Stored items
use crate::{
    clicker::{ClickEngine, EngineState},
    hotkeys::CONFIRM_KEY,
    platform::Pointer,
    settings::{Settings, SettingsStore},
    validate::{self, FormFields},
};
use rand::Rng;
use std::time::Duration;

pub const WINDOW_TITLE: &str = "MMO Auto Clicker";

/// Whether the next key press also rebinds a hotkey.
#[derive(Clone, Copy, Debug, Default, PartialEq, Eq)]
pub enum CaptureMode {
    #[default]
    Normal,
    AwaitingToggleKey,
    AwaitingMarkKey,
}

/// Owns everything the form, the timers and the hotkeys act on.
pub struct Controller<P> {
    settings: Settings,
    mode: CaptureMode,
    engine: ClickEngine,
    pointer: P,
    pub form: FormFields,
    error: String,
}

impl<P: Pointer> Controller<P> {
    pub fn new(pointer: P) -> Self {
        let settings = Settings::default();
        Self {
            form: FormFields::from_settings(&settings),
            settings,
            mode: CaptureMode::Normal,
            engine: ClickEngine::default(),
            pointer,
            error: String::new(),
        }
    }

    pub fn settings(&self) -> &Settings {
        &self.settings
    }

    pub fn mode(&self) -> CaptureMode {
        self.mode
    }

    pub fn state(&self) -> EngineState {
        self.engine.state()
    }

    pub fn pointer(&self) -> &P {
        &self.pointer
    }

    /// Empty when the last update went through.
    pub fn error(&self) -> &str {
        &self.error
    }

    pub fn title(&self) -> String {
        if self.state() == EngineState::Active {
            format!("{WINDOW_TITLE} *active*")
        } else {
            WINDOW_TITLE.to_string()
        }
    }

    pub fn button_label(&self) -> &'static str {
        match self.state() {
            EngineState::Idle => "Start",
            EngineState::Active => "Stop",
        }
    }

    /// Rewrites every form field from the stored settings.
    pub fn refresh_form(&mut self) {
        self.form = FormFields::from_settings(&self.settings);
    }

    /// Keeps defaults when nothing usable is stored.
    pub fn load(&mut self, store: &SettingsStore) {
        match store.load() {
            Ok(Some(settings)) => {
                tracing::info!("loaded settings from {}", store.path().display());
                self.settings = settings;
            }
            Ok(None) => tracing::info!("no saved settings, using defaults"),
            Err(e) => tracing::warn!("settings file could not be read, using defaults: {e:#}"),
        }
        self.refresh_form();
    }

    pub fn save(&self, store: &SettingsStore) {
        match store.save(&self.settings) {
            Ok(()) => tracing::info!("saved settings to {}", store.path().display()),
            Err(e) => tracing::error!("saving settings failed: {e:#}"),
        }
    }

    /// Flips Idle/Active, then applies whatever is in the form.
    pub fn toggle(&mut self) {
        let state = self.engine.toggle();
        tracing::info!(?state, "toggled");
        self.commit_form();
    }

    pub fn mark(&mut self) {
        let (x, y) = self.pointer.cursor_position();
        self.settings.mark_x = x;
        self.settings.mark_y = y;
        tracing::info!(x, y, "marked");
        self.refresh_form();
    }

    /// All-or-nothing; on failure only the error line changes.
    pub fn commit_form(&mut self) -> bool {
        match validate::parse_form(&self.form, &self.settings) {
            Ok(settings) => {
                self.settings = settings;
                self.error.clear();
                self.refresh_form();
                true
            }
            Err(e) => {
                tracing::debug!("form rejected: {e}");
                self.error = e.to_string();
                false
            }
        }
    }

    pub fn arm_toggle_rebind(&mut self) {
        self.mode = CaptureMode::AwaitingToggleKey;
    }

    pub fn arm_mark_rebind(&mut self) {
        self.mode = CaptureMode::AwaitingMarkKey;
    }

    /// Routes one globally pressed key. Bindings are matched as they were
    /// before the key arrived; an armed rebind then takes the key as well.
    pub fn handle_key(&mut self, key: &str) {
        if key == self.settings.toggle_key {
            self.toggle();
        } else if key == self.settings.mark_key {
            self.mark();
        } else if key == CONFIRM_KEY {
            self.commit_form();
        }

        match self.mode {
            CaptureMode::AwaitingToggleKey => {
                self.settings.toggle_key = key.to_string();
                self.finish_rebind("toggle", key);
            }
            CaptureMode::AwaitingMarkKey => {
                self.settings.mark_key = key.to_string();
                self.finish_rebind("mark", key);
            }
            CaptureMode::Normal => {}
        }
    }

    fn finish_rebind(&mut self, which: &str, key: &str) {
        tracing::info!("{which} key bound to {key:?}");
        self.mode = CaptureMode::Normal;
        self.refresh_form();
    }

    /// One click-timer tick; returns the delay until the next one.
    pub fn tick<R: Rng>(&self, rng: &mut R) -> Duration {
        self.engine.tick(&self.settings, &self.pointer, rng)
    }
}
mod app;
mod clicker;
mod controller;
mod hotkeys;
mod job;
mod platform;
mod session;
mod settings;
mod timer;
mod validate;

#[cfg(test)]
mod tests;

use eframe::egui;
use settings::SettingsStore;
use tracing_subscriber::EnvFilter;

fn main() -> eframe::Result<()> {
    tracing_subscriber::fmt()
        .with_env_filter(EnvFilter::try_from_default_env().unwrap_or_else(|_| EnvFilter::new("info")))
        .init();

    let store = match SettingsStore::per_user() {
        Ok(store) => {
            tracing::info!("settings directory: {}", store.dir().display());
            Some(store)
        }
        Err(e) => {
            tracing::error!("settings will not be persisted: {e:#}");
            None
        }
    };

    let mut opts = eframe::NativeOptions::default();
    opts.viewport.inner_size = Some(egui::vec2(440.0, 240.0));
    opts.viewport.resizable = Some(true);
    opts.follow_system_theme = true;

    tracing::info!("starting");
    eframe::run_native(
        controller::WINDOW_TITLE,
        opts,
        Box::new(move |cc| {
            cc.egui_ctx.set_visuals(egui::Visuals::dark());
            Box::new(app::ClickerApp::new(cc, store))
        }),
    )
}
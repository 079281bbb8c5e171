//! Use Cases Layer: epoll Tracking
//!
//! Mirrors, in a shadow data structure, every epoll instance of the process,
//! every descriptor registered with it and every read/write/close performed on
//! those descriptors, and reports registrations whose readiness was never
//! consumed before the registration changed.
//!
//! ## Overview
//!
//! The interception layer calls one hook per intercepted primitive, after the
//! real call has completed:
//!
//! | Hook | Called after |
//! |---|---|
//! | [`TrackingEngine::on_epoll_create`] | `epoll_create`, `epoll_create1` |
//! | [`TrackingEngine::on_add_event`] | successful `EPOLL_CTL_ADD` |
//! | [`TrackingEngine::on_mod_event`] | successful `EPOLL_CTL_MOD` |
//! | [`TrackingEngine::on_erase_event`] | successful `EPOLL_CTL_DEL` |
//! | [`TrackingEngine::on_wait`] | `epoll_wait` reporting events |
//! | [`TrackingEngine::on_read`] | any read-family call |
//! | [`TrackingEngine::on_write`] | any write-family call |
//! | [`TrackingEngine::on_close`] | successful `close` |
//!
//! Inconsistencies are reported as [`Diagnostic`] values to a
//! [`DiagnosticSink`]. Misuse by the caller (e.g. modifying a registration
//! that was never added) is a [`TrackingError`] and leaves the state untouched.
//!
//! ## Modules
//!
//! - **[`engine`](engine/index.html)**: the tracking engine
//! - **[`diagnostics`](diagnostics/index.html)**: diagnostic records and sinks
//! - **[`shared`](shared/index.html)**: a mutex-guarded engine for multi-threaded callers
//! - **[`error`](error/index.html)**: contract violations
//!
//! ## Usage
//!
//! ```rust
//! use entities_epoll_state::{Interest, ReadOutcome};
//! use usecases_epoll_tracking::{RecordingSink, TrackingEngine};
//!
//! let mut engine = TrackingEngine::with_sink(RecordingSink::new());
//! engine.on_epoll_create(3);
//! engine.on_add_event(3, 5, Interest::EPOLLIN).unwrap();
//! engine.on_read(5, ReadOutcome::NothingToRead);
//! engine.on_mod_event(3, 5, Interest::EPOLLOUT).unwrap();
//! assert_eq!(engine.sink().len(), 1);
//! ```

pub mod diagnostics;
pub mod engine;
pub mod error;
pub mod shared;

pub use diagnostics::{Diagnostic, DiagnosticKind, DiagnosticSink, LogSink, RecordingSink, Severity};
pub use engine::{ReadyEvent, TrackingEngine};
pub use error::TrackingError;
pub use shared::SharedEngine;
//! Configuration Module
//!
//! Reads the checker's settings from the environment of the observed
//! process. The library is injected with `LD_PRELOAD`, so environment
//! variables are the only channel available.
//!
//! | Variable | Effect | Default |
//! |---|---|---|
//! | `EPOLL_CHECKER_LOG` | `env_logger` filter for the checker's output | `warn` |
//! | `EPOLL_CHECKER_STRICT` | abort the process on a contract violation | off |
//! | `EPOLL_CHECKER_DISABLE` | forward every call without tracking | off |

use std::env;

pub const LOG_VAR: &str = "EPOLL_CHECKER_LOG";
pub const STRICT_VAR: &str = "EPOLL_CHECKER_STRICT";
pub const DISABLE_VAR: &str = "EPOLL_CHECKER_DISABLE";

const DEFAULT_LOG_FILTER: &str = "warn";

/// Checker settings
#[derive(Debug, Clone, PartialEq, Eq)]
pub struct CheckerConfig {
    /// Filter directives passed to `env_logger`
    pub log_filter: String,
    /// Abort when the interception layer reports an impossible sequence
    pub strict: bool,
    /// Track nothing
    pub disabled: bool,
}

impl Default for CheckerConfig {
    fn default() -> Self {
        Self {
            log_filter: DEFAULT_LOG_FILTER.to_string(),
            strict: false,
            disabled: false,
        }
    }
}

impl CheckerConfig {
    /// Read the configuration from the process environment
    pub fn from_env() -> Self {
        Self::from_lookup(|name| env::var(name).ok())
    }

    /// Read the configuration through `lookup`
    pub fn from_lookup(lookup: impl Fn(&str) -> Option<String>) -> Self {
        let defaults = Self::default();
        Self {
            log_filter: lookup(LOG_VAR)
                .map(|value| value.trim().to_string())
                .filter(|value| !value.is_empty())
                .unwrap_or(defaults.log_filter),
            strict: lookup(STRICT_VAR).map_or(defaults.strict, |value| is_truthy(&value)),
            disabled: lookup(DISABLE_VAR).map_or(defaults.disabled, |value| is_truthy(&value)),
        }
    }
}

fn is_truthy(value: &str) -> bool {
    matches!(
        value.trim().to_ascii_lowercase().as_str(),
        "1" | "true" | "yes" | "on"
    )
}

#[cfg(test)]
mod tests {
    use super::*;
    use std::collections::HashMap;

    fn lookup_from(pairs: &[(&str, &str)]) -> impl Fn(&str) -> Option<String> {
        let vars: HashMap<String, String> = pairs
            .iter()
            .map(|(k, v)| (k.to_string(), v.to_string()))
            .collect();
        move |name| vars.get(name).cloned()
    }

    #[test]
    fn test_defaults() {
        let config = CheckerConfig::from_lookup(lookup_from(&[]));
        assert_eq!(config, CheckerConfig::default());
        assert_eq!(config.log_filter, "warn");
        assert!(!config.strict);
        assert!(!config.disabled);
    }

    #[test]
    fn test_overrides() {
        let config = CheckerConfig::from_lookup(lookup_from(&[
            (LOG_VAR, "epoll_checker=trace"),
            (STRICT_VAR, "yes"),
            (DISABLE_VAR, "0"),
        ]));
        assert_eq!(config.log_filter, "epoll_checker=trace");
        assert!(config.strict);
        assert!(!config.disabled);
    }

    #[test]
    fn test_blank_filter_falls_back() {
        let config = CheckerConfig::from_lookup(lookup_from(&[(LOG_VAR, "  ")]));
        assert_eq!(config.log_filter, "warn");
    }

    #[test]
    fn test_truthy_values() {
        for value in ["1", "true", "TRUE", " on ", "Yes"] {
            assert!(is_truthy(value), "{:?}", value);
        }
        for value in ["", "0", "false", "off", "enabled"] {
            assert!(!is_truthy(value), "{:?}", value);
        }
    }
}
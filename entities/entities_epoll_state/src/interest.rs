//! Interest Module
//!
//! Decoding of the `events` bitset of `struct epoll_event` and of the
//! `op` argument of `epoll_ctl`. Values match `<sys/epoll.h>` on Linux.

use bitflags::bitflags;

bitflags! {
    /// The `events` field of an `epoll_event`, as registered or as reported
    #[derive(Debug, Clone, Copy, PartialEq, Eq, Hash)]
    pub struct Interest: u32 {
        const EPOLLIN = 0x001;
        const EPOLLPRI = 0x002;
        const EPOLLOUT = 0x004;
        const EPOLLERR = 0x008;
        const EPOLLHUP = 0x010;
        const EPOLLRDHUP = 0x2000;
        const EPOLLEXCLUSIVE = 1 << 28;
        const EPOLLWAKEUP = 1 << 29;
        const EPOLLONESHOT = 1 << 30;
        const EPOLLET = 1 << 31;
    }
}

impl Interest {
    /// Registered (or reported) for input: `EPOLLIN` or `EPOLLPRI`
    pub const fn is_readable(self) -> bool {
        self.intersects(Self::EPOLLIN.union(Self::EPOLLPRI))
    }

    /// Registered (or reported) for output
    pub const fn is_writable(self) -> bool {
        self.contains(Self::EPOLLOUT)
    }

    pub const fn is_edge_triggered(self) -> bool {
        self.contains(Self::EPOLLET)
    }

    pub const fn is_one_shot(self) -> bool {
        self.contains(Self::EPOLLONESHOT)
    }
}

/// `epoll_ctl` operation
#[derive(Debug, Clone, Copy, PartialEq, Eq)]
pub enum CtlOp {
    /// `EPOLL_CTL_ADD`
    Add,
    /// `EPOLL_CTL_DEL`
    Del,
    /// `EPOLL_CTL_MOD`
    Mod,
}

impl CtlOp {
    /// Decode the raw `op` argument; `None` for values the kernel would reject
    pub fn from_raw(op: i32) -> Option<Self> {
        match op {
            1 => Some(CtlOp::Add),
            2 => Some(CtlOp::Del),
            3 => Some(CtlOp::Mod),
            _ => None,
        }
    }
}

#[cfg(test)]
mod tests {
    use super::*;

    #[test]
    fn test_bits_match_libc() {
        assert_eq!(Interest::EPOLLIN.bits(), libc::EPOLLIN as u32);
        assert_eq!(Interest::EPOLLPRI.bits(), libc::EPOLLPRI as u32);
        assert_eq!(Interest::EPOLLOUT.bits(), libc::EPOLLOUT as u32);
        assert_eq!(Interest::EPOLLRDHUP.bits(), libc::EPOLLRDHUP as u32);
        assert_eq!(Interest::EPOLLONESHOT.bits(), libc::EPOLLONESHOT as u32);
        assert_eq!(Interest::EPOLLET.bits(), libc::EPOLLET as u32);
    }

    #[test]
    fn test_ctl_op_matches_libc() {
        assert_eq!(CtlOp::from_raw(libc::EPOLL_CTL_ADD), Some(CtlOp::Add));
        assert_eq!(CtlOp::from_raw(libc::EPOLL_CTL_DEL), Some(CtlOp::Del));
        assert_eq!(CtlOp::from_raw(libc::EPOLL_CTL_MOD), Some(CtlOp::Mod));
        assert_eq!(CtlOp::from_raw(0), None);
        assert_eq!(CtlOp::from_raw(42), None);
    }

    #[test]
    fn test_priority_input_counts_as_readable() {
        assert!(Interest::EPOLLPRI.is_readable());
        assert!(Interest::EPOLLIN.is_readable());
        assert!(!Interest::EPOLLOUT.is_readable());
        assert!(!Interest::EPOLLRDHUP.is_readable());
    }

    #[test]
    fn test_modes() {
        let interest = Interest::EPOLLIN | Interest::EPOLLET | Interest::EPOLLONESHOT;
        assert!(interest.is_edge_triggered());
        assert!(interest.is_one_shot());
        assert!(!interest.is_writable());
    }

    #[test]
    fn test_unknown_bits_are_retained() {
        let interest = Interest::from_bits_retain(0x100 | libc::EPOLLIN as u32);
        assert!(interest.is_readable());
        assert_eq!(interest.bits(), 0x101);
        assert!(Interest::from_bits(0x100).is_none());
    }

    #[test]
    fn test_debug_lists_flags() {
        let rendered = format!("{:?}", Interest::EPOLLIN | Interest::EPOLLOUT);
        assert!(rendered.contains("EPOLLIN"), "{}", rendered);
        assert!(rendered.contains("EPOLLOUT"), "{}", rendered);
    }
}
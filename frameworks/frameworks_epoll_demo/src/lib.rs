//! Frameworks Layer: epoll Demo Programs
//!
//! Small programs that make real epoll calls, meant to be run with the
//! checker preloaded:
//!
//! ```text
//! LD_PRELOAD=target/release/libepoll_checker.so target/release/epoll-demo undrained-rearm
//! ```
//!
//! ## Modules
//!
//! - **[`args`](args/index.html)**: command-line parsing
//! - **[`scenarios`](scenarios/index.html)**: the call sequences, one per subcommand
//!
//! This crate does not link the checker; it only produces the calls the
//! checker observes.

pub mod args;
pub mod scenarios;

pub use args::{DemoArgs, Scenario};
pub use scenarios::{run, DemoError, ScenarioReport};
//! Exported Symbols
//!
//! The functions a preloaded `libepoll_checker.so` puts in front of libc.
//! Each one forwards to the original first and only then observes the
//! result, so the program sees exactly what libc returned, `errno` included.

#![allow(clippy::missing_safety_doc)]

use std::ptr;

use libc::{c_int, c_void, epoll_event, iovec, msghdr, size_t, ssize_t};

use entities_epoll_state::Interest;
use usecases_epoll_tracking::ReadyEvent;

use crate::hooks::{self, Checker, CtlEvent};
use crate::{errno, guard, symbols};

/// Report to the checker unless this thread is already inside a hook
fn observe(f: impl FnOnce(&Checker, c_int)) {
    let saved = errno::get();
    if let Some(_guard) = guard::enter() {
        if let Some(checker) = hooks::checker().filter(|checker| checker.is_enabled()) {
            f(checker, saved);
        }
    }
    errno::set(saved);
}

#[no_mangle]
pub unsafe extern "C" fn epoll_create(size: c_int) -> c_int {
    let ret = symbols::epoll_create()(size);
    observe(|checker, _| checker.after_epoll_create(ret));
    ret
}

#[no_mangle]
pub unsafe extern "C" fn epoll_create1(flags: c_int) -> c_int {
    let ret = symbols::epoll_create1()(flags);
    observe(|checker, _| checker.after_epoll_create(ret));
    ret
}

#[no_mangle]
pub unsafe extern "C" fn epoll_ctl(epfd: c_int, op: c_int, fd: c_int, event: *mut epoll_event) -> c_int {
    let registration = if event.is_null() {
        None
    } else {
        let event = ptr::read_unaligned(event);
        Some(CtlEvent {
            events: Interest::from_bits_retain(event.events),
            token: event.u64,
        })
    };

    let ret = symbols::epoll_ctl()(epfd, op, fd, event);
    observe(|checker, _| checker.after_epoll_ctl(epfd, op, fd, registration, ret));
    ret
}

#[no_mangle]
pub unsafe extern "C" fn epoll_wait(
    epfd: c_int,
    events: *mut epoll_event,
    maxevents: c_int,
    timeout: c_int,
) -> c_int {
    let ret = symbols::epoll_wait()(epfd, events, maxevents, timeout);
    if ret > 0 && !events.is_null() {
        observe(|checker, _| {
            let reported = std::slice::from_raw_parts(events, ret as usize);
            let ready: Vec<ReadyEvent> = reported
                .iter()
                .map(|event| ReadyEvent {
                    token: event.u64,
                    events: Interest::from_bits_retain(event.events),
                })
                .collect();
            checker.after_epoll_wait(epfd, &ready);
        });
    }
    ret
}

#[no_mangle]
pub unsafe extern "C" fn close(fd: c_int) -> c_int {
    let ret = symbols::close()(fd);
    observe(|checker, _| checker.after_close(fd, ret));
    ret
}

#[no_mangle]
pub unsafe extern "C" fn read(fd: c_int, buf: *mut c_void, count: size_t) -> ssize_t {
    let ret = symbols::read()(fd, buf, count);
    observe(|checker, errno| checker.after_read(fd, ret, errno));
    ret
}

#[no_mangle]
pub unsafe extern "C" fn readv(fd: c_int, iov: *const iovec, iovcnt: c_int) -> ssize_t {
    let ret = symbols::readv()(fd, iov, iovcnt);
    observe(|checker, errno| checker.after_read(fd, ret, errno));
    ret
}

#[no_mangle]
pub unsafe extern "C" fn recv(sockfd: c_int, buf: *mut c_void, len: size_t, flags: c_int) -> ssize_t {
    let ret = symbols::recv()(sockfd, buf, len, flags);
    observe(|checker, errno| checker.after_read(sockfd, ret, errno));
    ret
}

#[no_mangle]
pub unsafe extern "C" fn recvmsg(sockfd: c_int, msg: *mut msghdr, flags: c_int) -> ssize_t {
    let ret = symbols::recvmsg()(sockfd, msg, flags);
    observe(|checker, errno| checker.after_read(sockfd, ret, errno));
    ret
}

#[no_mangle]
pub unsafe extern "C" fn write(fd: c_int, buf: *const c_void, count: size_t) -> ssize_t {
    let ret = symbols::write()(fd, buf, count);
    observe(|checker, errno| checker.after_write(fd, ret, errno));
    ret
}

#[no_mangle]
pub unsafe extern "C" fn writev(fd: c_int, iov: *const iovec, iovcnt: c_int) -> ssize_t {
    let ret = symbols::writev()(fd, iov, iovcnt);
    observe(|checker, errno| checker.after_write(fd, ret, errno));
    ret
}

#[no_mangle]
pub unsafe extern "C" fn send(sockfd: c_int, buf: *const c_void, len: size_t, flags: c_int) -> ssize_t {
    let ret = symbols::send()(sockfd, buf, len, flags);
    observe(|checker, errno| checker.after_write(sockfd, ret, errno));
    ret
}

#[no_mangle]
pub unsafe extern "C" fn sendmsg(sockfd: c_int, msg: *const msghdr, flags: c_int) -> ssize_t {
    let ret = symbols::sendmsg()(sockfd, msg, flags);
    observe(|checker, errno| checker.after_write(sockfd, ret, errno));
    ret
}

- **What needs to be done**: Look through the entries for lines containing the word "trim" and return each one.

- **Response**:
                .map(|value| value.trim().to_string())
        value.trim().to_ascii_lowercase().as_str(),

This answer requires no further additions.